According to Martin, approximately $800,000 in NSF funding will be earmarked for annual support of parallel computing facilities at U-M and infrastructure support for research programs in computational science and engineering. The U-M and the U-M College of Engineering will contribute $800,000 in matching funds.

Faculty who will play a major role in the U-M’s involvement with NPACI include Edward S. Davidson, professor of electrical engineering and computer science; Randall L. Frank, director of information technology for the Computer Aided Engineering Network; Richard C. Rockwell, research scientist at the U-M’s Institute for Social Research, and Quentin F. Stout, professor of electrical engineering and computer science.
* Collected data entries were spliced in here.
//! Collector (§4.6) — the central component.
//!
//! The concurrent fan-out is grounded on the teacher's
//! `pool::v2_syncer::V2PoolSyncer::sync_known_pools_parallel` (bounded
//! `join_all` over per-pool futures) and the `Engine<E,A>`
//! collector/strategy/executor join pattern in `paper_trading::engine`,
//! generalized from "sync known V2 pools" to "price every active pair
//! through whichever adapter its DEX resolves to".

use crate::adapters::AdapterFactory;
use crate::cache::{Cache, CachedPrice};
use crate::chain::ChainClient;
use crate::error::CollectError;
use crate::store::{ActivePair, Store, TimeSeriesTable};
use crate::types::{PairReserve, PoolDescriptor, PriceRecord};
use chrono::{DateTime, Utc};
use std::str::FromStr;
use std::sync::atomic::{AtomicU64, Ordering};
use std::sync::Arc;
use std::time::Duration;
use tokio::sync::Semaphore;
use tokio_util::sync::CancellationToken;
use tracing::{debug, warn};

/// Width of the collector's RPC concurrency gate (§4.6 step 2, §5). Default 20.
pub const DEFAULT_CONCURRENCY: usize = 20;

/// Per-pair retry attempts before giving up on a transient error (§4.6 step 3c).
const MAX_ATTEMPTS: u32 = 3;

/// Cache entry TTL on write (§4.6 step 3e).
const CACHE_WRITE_TTL_S: u64 = 300;

/// Counts the failure outcomes of one tick, surfaced to the scheduler for logging.
#[derive(Debug, Default)]
pub struct TickStats {
    pub priced: u64,
    pub no_liquidity: u64,
    pub not_found: u64,
    pub decode_errors: u64,
    pub unsupported: u64,
}

#[derive(Clone)]
pub struct Collector {
    chain: Arc<dyn ChainClient>,
    store: Arc<dyn Store>,
    cache: Arc<dyn Cache>,
    adapters: Arc<AdapterFactory>,
    concurrency: usize,
    cancel: CancellationToken,
}

impl Collector {
    pub fn new(
        chain: Arc<dyn ChainClient>,
        store: Arc<dyn Store>,
        cache: Arc<dyn Cache>,
        adapters: Arc<AdapterFactory>,
        concurrency: usize,
        cancel: CancellationToken,
    ) -> Self {
        Self {
            chain,
            store,
            cache,
            adapters,
            concurrency,
            cancel,
        }
    }

    /// Handle shared with the scheduler so a `Stop` signal can interrupt
    /// in-flight workers, not just block new ticks from starting (§5).
    pub fn cancel_token(&self) -> CancellationToken {
        self.cancel.clone()
    }

    fn pool_descriptor(active: &ActivePair) -> Result<PoolDescriptor, CollectError> {
        match active.dex.protocol_tag.as_str() {
            "curve" | "balancer" => Ok(PoolDescriptor::Stable {
                pool_address: active.pair.pair_address,
            }),
            "uniswap_v3" | "pancakeswap_v3" | "sushiswap_v3" | "quickswap_v3" => Ok(PoolDescriptor::V3 {
                factory: active.dex.factory_address,
                token0: active.pair.token0_address,
                token1: active.pair.token1_address,
                fee_tier: active.pair.fee_tier.or(active.dex.fee_tier).unwrap_or(0),
            }),
            _ => Ok(PoolDescriptor::V2 {
                factory: active.dex.factory_address,
                token0: active.pair.token0_address,
                token1: active.pair.token1_address,
            }),
        }
    }

    /// One unit of per-pair work: cache lookup, adapter resolution,
    /// retry loop, cache write (§4.6 step 3).
    async fn collect_one(
        &self,
        active: &ActivePair,
        block_number: u64,
        tick_timestamp: DateTime<Utc>,
    ) -> Result<(PairReserve, PriceRecord), CollectError> {
        if self.cancel.is_cancelled() {
            return Err(CollectError::Cancelled);
        }

        let pair_address_key = active.pair.pair_address.to_string();

        if let Some(cached) = self.cache.get_price(&pair_address_key).await {
            if cached.is_fresh(tick_timestamp) {
                debug!(pair = %pair_address_key, "cache hit, reusing sample");
                let price = rust_decimal::Decimal::from_str(&cached.price)
                    .map_err(|e| CollectError::Decode(e.to_string()))?;
                let inverse_price = rust_decimal::Decimal::from_str(&cached.inverse_price)
                    .map_err(|e| CollectError::Decode(e.to_string()))?;
                return Ok((
                    PairReserve {
                        pair_id: active.pair.id,
                        reserve0: cached.reserve0.clone(),
                        reserve1: cached.reserve1.clone(),
                        block_number,
                        timestamp: tick_timestamp,
                    },
                    PriceRecord {
                        pair_id: active.pair.id,
                        price,
                        inverse_price,
                        reserve0: cached.reserve0,
                        reserve1: cached.reserve1,
                        block_number,
                        timestamp: tick_timestamp,
                        sqrt_price_x96: None,
                        tick: None,
                        liquidity: None,
                    },
                ));
            }
        }

        let adapter = self.adapters.for_protocol(&active.dex.protocol_tag)?;
        let descriptor = Self::pool_descriptor(active)?;

        let mut last_err = CollectError::NotFound("no attempts made".into());
        for attempt in 0..MAX_ATTEMPTS {
            match adapter
                .get_price(
                    self.chain.as_ref(),
                    active.pair.pair_address,
                    active.pair.token0_decimals,
                    active.pair.token1_decimals,
                )
                .await
            {
                Ok(quote) => {
                    self.cache
                        .set_price(
                            &pair_address_key,
                            &CachedPrice {
                                price: quote.price.to_string(),
                                inverse_price: quote.inverse_price.to_string(),
                                reserve0: quote.reserve0.to_string(),
                                reserve1: quote.reserve1.to_string(),
                                block_number,
                                sampled_at: tick_timestamp,
                            },
                            CACHE_WRITE_TTL_S,
                        )
                        .await;

                    let reserve = PairReserve {
                        pair_id: active.pair.id,
                        reserve0: quote.reserve0.to_string(),
                        reserve1: quote.reserve1.to_string(),
                        block_number,
                        timestamp: tick_timestamp,
                    };
                    let price = PriceRecord {
                        pair_id: active.pair.id,
                        price: quote.price,
                        inverse_price: quote.inverse_price,
                        reserve0: quote.reserve0.to_string(),
                        reserve1: quote.reserve1.to_string(),
                        block_number,
                        timestamp: tick_timestamp,
                        sqrt_price_x96: quote.sqrt_price_x96.map(|v| v.to_string()),
                        tick: quote.tick,
                        liquidity: quote.liquidity.map(|v| v.to_string()),
                    };
                    return Ok((reserve, price));
                }
                Err(e) if e.is_retryable() => {
                    last_err = e;
                    let delay_ms = 100u64.saturating_mul(1u64 << attempt);
                    tokio::select! {
                        _ = tokio::time::sleep(Duration::from_millis(delay_ms)) => {}
                        _ = self.cancel.cancelled() => return Err(CollectError::Cancelled),
                    }
                }
                Err(e) => return Err(e),
            }
        }
        Err(last_err)
    }

    /// Runs one full price-collection tick (§4.6 algorithm).
    pub async fn collect_prices(&self) -> anyhow::Result<TickStats> {
        if self.cancel.is_cancelled() {
            return Ok(TickStats::default());
        }

        let block_number = self.chain.block_number().await?;
        let tick_timestamp = Utc::now();

        let active_pairs = self.store.select_active_pairs().await?;
        let semaphore = Arc::new(Semaphore::new(self.concurrency.max(1)));
        let stats = Arc::new(TickStatsAtomic::default());

        let mut tasks = tokio::task::JoinSet::new();
        for active in active_pairs {
            let semaphore = semaphore.clone();
            let stats = stats.clone();
            let this = self.clone();
            tasks.spawn(async move {
                let _permit = semaphore.acquire_owned().await.expect("semaphore closed");
                if this.cancel.is_cancelled() {
                    return None;
                }
                let pair_address = active.pair.pair_address;
                match this.collect_one(&active, block_number, tick_timestamp).await {
                    Ok(pair_result) => {
                        stats.priced.fetch_add(1, Ordering::Relaxed);
                        Some(pair_result)
                    }
                    Err(CollectError::NoLiquidity) => {
                        stats.no_liquidity.fetch_add(1, Ordering::Relaxed);
                        debug!(pair = %pair_address, "no liquidity, skipping");
                        None
                    }
                    Err(CollectError::NotFound(msg)) => {
                        stats.not_found.fetch_add(1, Ordering::Relaxed);
                        warn!(pair = %pair_address, reason = msg, "pool not found");
                        None
                    }
                    Err(CollectError::UnsupportedProtocol(tag)) => {
                        stats.unsupported.fetch_add(1, Ordering::Relaxed);
                        warn!(pair = %pair_address, protocol = tag, "unsupported protocol, permanently skipped");
                        None
                    }
                    Err(CollectError::Decode(msg)) => {
                        stats.decode_errors.fetch_add(1, Ordering::Relaxed);
                        warn!(pair = %pair_address, reason = msg, "decode error");
                        None
                    }
                    Err(CollectError::Cancelled) => None,
                    Err(e) => {
                        warn!(pair = %pair_address, error = %e, "price collection failed after retries");
                        None
                    }
                }
            });
        }

        let mut reserves = Vec::new();
        let mut prices = Vec::new();
        while let Some(joined) = tasks.join_next().await {
            if let Ok(Some((reserve, price))) = joined {
                reserves.push(reserve);
                prices.push(price);
            }
        }

        if self.cancel.is_cancelled() {
            debug!("cancelled before tick write, discarding in-flight batch");
            return Ok(TickStats::default());
        }
        self.store.insert_tick_batch(&reserves, &prices).await?;

        Ok(TickStats {
            priced: stats.priced.load(Ordering::Relaxed),
            no_liquidity: stats.no_liquidity.load(Ordering::Relaxed),
            not_found: stats.not_found.load(Ordering::Relaxed),
            decode_errors: stats.decode_errors.load(Ordering::Relaxed),
            unsupported: stats.unsupported.load(Ordering::Relaxed),
        })
    }

    pub async fn collect_gas(&self) -> anyhow::Result<()> {
        let row = crate::gas::sample_gas(self.chain.as_ref()).await?;
        self.store.insert_gas_price(&row).await?;
        Ok(())
    }

    pub async fn collect_v3_depths(&self) -> anyhow::Result<usize> {
        let active_pairs = self.store.select_active_pairs().await?;
        let block_number = self.chain.block_number().await?;
        let mut all_depths = Vec::new();

        for active in active_pairs {
            if !active.dex.capabilities.contains(&crate::types::Capability::V3Ticks) {
                continue;
            }
            let adapter = match self.adapters.for_protocol(&active.dex.protocol_tag) {
                Ok(a) => a,
                Err(_) => continue,
            };
            let quote = match adapter
                .get_price(
                    self.chain.as_ref(),
                    active.pair.pair_address,
                    active.pair.token0_decimals,
                    active.pair.token1_decimals,
                )
                .await
            {
                Ok(q) => q,
                Err(_) => continue,
            };
            let depths = crate::depth::sample_depths(
                active.pair.id,
                quote.reserve0,
                quote.reserve1,
                active.pair.token0_decimals,
                block_number,
            );
            all_depths.extend(depths);
        }

        let count = all_depths.len();
        if !all_depths.is_empty() {
            self.store.insert_depth_batch(&all_depths).await?;
        }
        Ok(count)
    }

    /// Retention cleanup (§4.6 `cleanup_old`, §8 invariant 8). Deletes
    /// from every time-series table, not just prices — reserves,
    /// depths, and gas history decay on the same clock.
    pub async fn cleanup_old(&self, retention_days: i64) -> anyhow::Result<u64> {
        let cutoff = Utc::now() - chrono::Duration::days(retention_days);
        let mut total = 0u64;
        for table in [
            TimeSeriesTable::PairReserves,
            TimeSeriesTable::PriceRecords,
            TimeSeriesTable::LiquidityDepths,
            TimeSeriesTable::GasPriceHistory,
        ] {
            total += self.store.delete_older_than(table, cutoff, 5_000).await?;
        }
        Ok(total)
    }
}

#[derive(Default)]
struct TickStatsAtomic {
    priced: AtomicU64,
    no_liquidity: AtomicU64,
    not_found: AtomicU64,
    decode_errors: AtomicU64,
    unsupported: AtomicU64,
}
“The U-M has many strengths that make it a valuable addition to this partnership,” said Martin. “The U-M’s Center for Parallel Computing has the facilities, staff and expertise to handle computer-intensive research. We have a proven track record in distance learning and Web-based learning, which will be an important component of NPACI. Plus, the U-M is well-known for its high-quality research program in the social sciences—an important new applications area for high-performance computing.”
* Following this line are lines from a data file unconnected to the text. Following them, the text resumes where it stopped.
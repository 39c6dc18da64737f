//! Concentrated-liquidity (Uniswap V3 shape) adapter (§4.2).
//!
//! Grounded on `pool::v3_syncer::V3PoolSyncer`'s `slot0`/`liquidity`
//! fetch flow, re-expressed over `ChainClient`. Virtual reserves are
//! derived purely to keep `PairReserve`/`PriceRecord.reserve{0,1}`
//! uniform across protocol families (§9) — `sqrt_price_x96`, `tick`,
//! and `liquidity` on the returned quote are the authoritative V3
//! state and must be preferred by any reader that cares about the
//! difference.

use super::{checked_pool_address, AdapterQuote, PoolAdapter};
use crate::chain::ChainClient;
use crate::contracts::{UniswapV3Factory, UniswapV3Pool};
use crate::error::CollectError;
use crate::price_math::{v3_price_from_sqrt, v3_virtual_reserves};
use crate::types::PoolDescriptor;
use alloy::primitives::Address;
use alloy::sol_types::SolCall;
use async_trait::async_trait;

pub struct V3Adapter;

#[async_trait]
impl PoolAdapter for V3Adapter {
    fn name(&self) -> &'static str {
        "v3"
    }

    async fn get_pool_address(
        &self,
        client: &dyn ChainClient,
        descriptor: &PoolDescriptor,
    ) -> Result<Address, CollectError> {
        let PoolDescriptor::V3 {
            factory,
            token0,
            token1,
            fee_tier,
        } = descriptor
        else {
            return Err(CollectError::Decode("v3 adapter given non-v3 descriptor".into()));
        };
        let calldata = UniswapV3Factory::getPoolCall {
            tokenA: *token0,
            tokenB: *token1,
            fee: alloy::primitives::Uint::from(*fee_tier),
        }
        .abi_encode();
        let raw = client.call(*factory, calldata).await?;
        let ret = UniswapV3Factory::getPoolCall::abi_decode_returns(&raw)
            .map_err(|e| CollectError::Decode(e.to_string()))?;
        checked_pool_address(ret)
    }

    async fn get_price(
        &self,
        client: &dyn ChainClient,
        pool_address: Address,
        decimals0: u8,
        decimals1: u8,
    ) -> Result<AdapterQuote, CollectError> {
        let slot0_calldata = UniswapV3Pool::slot0Call {}.abi_encode();
        let slot0_raw = client.call(pool_address, slot0_calldata).await?;
        let slot0 = UniswapV3Pool::slot0Call::abi_decode_returns(&slot0_raw)
            .map_err(|e| CollectError::Decode(e.to_string()))?;

        let liquidity_calldata = UniswapV3Pool::liquidityCall {}.abi_encode();
        let liquidity_raw = client.call(pool_address, liquidity_calldata).await?;
        let liquidity_ret = UniswapV3Pool::liquidityCall::abi_decode_returns(&liquidity_raw)
            .map_err(|e| CollectError::Decode(e.to_string()))?;

        if liquidity_ret == 0 {
            return Err(CollectError::NoLiquidity);
        }

        let sqrt_price_x96 = alloy::primitives::U256::from(slot0.sqrtPriceX96);
        let (price, inverse_price) = v3_price_from_sqrt(sqrt_price_x96, decimals0, decimals1)?;
        let (reserve0, reserve1) = v3_virtual_reserves(liquidity_ret, sqrt_price_x96);

        Ok(AdapterQuote {
            price,
            inverse_price,
            reserve0,
            reserve1,
            sqrt_price_x96: Some(sqrt_price_x96),
            tick: Some(slot0.tick.as_i32()),
            liquidity: Some(liquidity_ret),
        })
    }
}
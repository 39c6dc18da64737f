//! Maps a protocol tag to an adapter (§4.3, §9 Design Notes).
//!
//! A single authoritative supported set — the teacher's source carried
//! multiple diverging lists of supported protocols across its V2/V3
//! syncers; this is the one place that decision is made now.

use super::{PoolAdapter, StableAdapter, V2Adapter, V3Adapter};
use crate::error::CollectError;
use std::sync::Arc;

pub struct AdapterFactory {
    v2: Arc<V2Adapter>,
    v3: Arc<V3Adapter>,
    stable: Arc<StableAdapter>,
}

impl Default for AdapterFactory {
    fn default() -> Self {
        Self::new()
    }
}

impl AdapterFactory {
    pub fn new() -> Self {
        Self {
            v2: Arc::new(V2Adapter),
            v3: Arc::new(V3Adapter),
            stable: Arc::new(StableAdapter),
        }
    }

    /// Resolves a protocol tag to its adapter. The empty tag aliases to
    /// V2 for backward compatibility (§4.2).
    pub fn for_protocol(&self, protocol_tag: &str) -> Result<Arc<dyn PoolAdapter>, CollectError> {
        match protocol_tag {
            "" | "uniswap_v2" | "sushiswap" | "pancakeswap_v2" | "quickswap_v2" | "apeswap" => {
                Ok(self.v2.clone())
            }
            "uniswap_v3" | "pancakeswap_v3" | "sushiswap_v3" | "quickswap_v3" => Ok(self.v3.clone()),
            "curve" | "balancer" => Ok(self.stable.clone()),
            other => Err(CollectError::UnsupportedProtocol(other.to_string())),
        }
    }
}

#[cfg(test)]
mod tests {
    use super::*;

    #[test]
    fn empty_tag_aliases_to_v2() {
        let factory = AdapterFactory::new();
        let adapter = factory.for_protocol("").unwrap();
        assert_eq!(adapter.name(), "v2");
    }

    #[test]
    fn unknown_tag_is_unsupported() {
        let factory = AdapterFactory::new();
        assert!(matches!(
            factory.for_protocol("orderbook_v9"),
            Err(CollectError::UnsupportedProtocol(_))
        ));
    }

    #[test]
    fn recognized_tags_route_to_expected_adapter() {
        let factory = AdapterFactory::new();
        assert_eq!(factory.for_protocol("uniswap_v2").unwrap().name(), "v2");
        assert_eq!(factory.for_protocol("uniswap_v3").unwrap().name(), "v3");
        assert_eq!(factory.for_protocol("curve").unwrap().name(), "stable");
    }
}
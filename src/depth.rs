//! V3 depth sampler (§4.5): slippage curve for V3-capable pairs at a
//! fixed notional ladder.
//!
//! Simulation is read-only: it works off the virtual reserves already
//! derived by [`crate::price_math::v3_virtual_reserves`] and applies
//! the same constant-product `amountOut` formula the teacher's
//! `PoolState::get_amount_out` uses for V2 pools (single-tick
//! approximation — a pool whose liquidity is concentrated away from
//! the current tick will report higher slippage here than an actual
//! tick-crossing simulation would).

use crate::types::{LiquidityDepth, SwapDirection};
use alloy::primitives::U256;
use chrono::Utc;
use num_bigint::BigUint;
use num_rational::BigRational;
use num_traits::Zero;

/// Default notional ladder, in token0-equivalent whole units: 1k, 10k, 100k.
pub const NOTIONAL_LADDER: [u64; 3] = [1_000, 10_000, 100_000];

/// V2-fee-shaped constant product swap: `amountIn * 997 * reserveOut /
/// (reserveIn * 1000 + amountIn * 997)`. Used only to approximate a V3
/// pool's local slippage from its virtual reserves, never to price a
/// real V2 swap path (that's `adapters::V2Adapter`'s job).
fn constant_product_amount_out(amount_in: U256, reserve_in: U256, reserve_out: U256) -> U256 {
    if reserve_in.is_zero() || reserve_out.is_zero() {
        return U256::ZERO;
    }
    let amount_in_with_fee = amount_in.saturating_mul(U256::from(997));
    let numerator = amount_in_with_fee.saturating_mul(reserve_out);
    let denominator = reserve_in.saturating_mul(U256::from(1000)) + amount_in_with_fee;
    numerator / denominator
}

fn price_impact_bps(amount_in: U256, amount_out: U256, mid_price_num: U256, mid_price_den: U256) -> i64 {
    if amount_in.is_zero() || mid_price_den.is_zero() {
        return 0;
    }
    let expected_out = BigRational::new(
        BigUint::from_bytes_be(&amount_in.to_be_bytes::<32>()).into(),
        BigUint::from(1u32).into(),
    ) * BigRational::new(
        BigUint::from_bytes_be(&mid_price_num.to_be_bytes::<32>()).into(),
        BigUint::from_bytes_be(&mid_price_den.to_be_bytes::<32>()).into(),
    );
    if expected_out.is_zero() {
        return 0;
    }
    let actual_out = BigRational::from_integer(BigUint::from_bytes_be(&amount_out.to_be_bytes::<32>()).into());
    let slippage = BigRational::from_integer(BigUint::from(1u32).into()) - (&actual_out / &expected_out);
    let bps = slippage * BigRational::from_integer(BigUint::from(10_000u32).into());
    bps.to_integer().to_i64().unwrap_or(0)
}

trait ToI64 {
    fn to_i64(&self) -> Option<i64>;
}
impl ToI64 for num_bigint::BigInt {
    fn to_i64(&self) -> Option<i64> {
        num_traits::ToPrimitive::to_i64(self)
    }
}

/// Samples the slippage curve for one pair in both directions, given
/// its current virtual (or native V2) reserves and decimals.
pub fn sample_depths(
    pair_id: i64,
    reserve0: U256,
    reserve1: U256,
    decimals0: u8,
    block_number: u64,
) -> Vec<LiquidityDepth> {
    let now = Utc::now();
    let mut out = Vec::with_capacity(NOTIONAL_LADDER.len() * 2);
    let unit = U256::from(10u64).pow(U256::from(decimals0));

    for notional in NOTIONAL_LADDER {
        let amount_in = U256::from(notional).saturating_mul(unit);

        let out0 = constant_product_amount_out(amount_in, reserve0, reserve1);
        out.push(LiquidityDepth {
            pair_id,
            direction: SwapDirection::Token0ToToken1,
            amount_in: amount_in.to_string(),
            amount_out: out0.to_string(),
            price_impact_bps: price_impact_bps(amount_in, out0, reserve1, reserve0),
            block_number,
            timestamp: now,
        });

        let out1 = constant_product_amount_out(amount_in, reserve1, reserve0);
        out.push(LiquidityDepth {
            pair_id,
            direction: SwapDirection::Token1ToToken0,
            amount_in: amount_in.to_string(),
            amount_out: out1.to_string(),
            price_impact_bps: price_impact_bps(amount_in, out1, reserve0, reserve1),
            block_number,
            timestamp: now,
        });
    }
    out
}

#[cfg(test)]
mod tests {
    use super::*;

    #[test]
    fn sample_depths_produces_both_directions_per_notional() {
        let rows = sample_depths(
            1,
            U256::from(1_000_000_000_000u64),
            U256::from_str_radix("500000000000000000000000", 10).unwrap(),
            6,
            100,
        );
        assert_eq!(rows.len(), NOTIONAL_LADDER.len() * 2);
        assert!(rows.iter().any(|r| r.direction == SwapDirection::Token0ToToken1));
        assert!(rows.iter().any(|r| r.direction == SwapDirection::Token1ToToken0));
    }

    #[test]
    fn larger_trades_see_more_slippage() {
        let r0 = U256::from(1_000_000_000_000u64);
        let r1 = U256::from_str_radix("500000000000000000000000", 10).unwrap();
        let small = constant_product_amount_out(U256::from(1_000_000u64), r0, r1);
        let large = constant_product_amount_out(U256::from(1_000_000_000u64), r0, r1);
        let small_rate = small.to::<u128>() as f64 / 1_000_000.0;
        let large_rate = large.to::<u128>() as f64 / 1_000_000_000.0;
        assert!(large_rate < small_rate);
    }
}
“Social scientists work with massive data sets made up of hundreds or thousands of interdependent variables,” said Rockwell. “With advanced computing capability and new software, NPACI will make it possible for us to visualize or model complex statistical relationships between multiple variables in ways we cannot even attempt with current computer technology.”

NPACI-funded computing resources and research initiatives at U-M will include:

—An IBM SP2 multicomputer and technical user support for the nationwide NPACI research community.

—Integration of the U-M Digital Library’s storage architecture and data management system into NPACI.

—Distance learning technology and Web-based instructional materials to train NPACI users.

—Summer training workshops on high-performance computing technology for social science researchers.

—Infrastructure support for computational science and engineering research programs. Initial areas targeted for support will be:

—An engineering applications simulation of the impact of vehicle collisions.

—Simulation of subsurface, multi-phase flow involved in petroleum reservoirs and pollution remediation.

—Software for large-scale microstructural analysis of composite materials.

A second partnership—the National Computational Science Alliance (NCSA), to be directed by the University of Illinois, Urbana-Champaign—also was approved by NSF on March 27.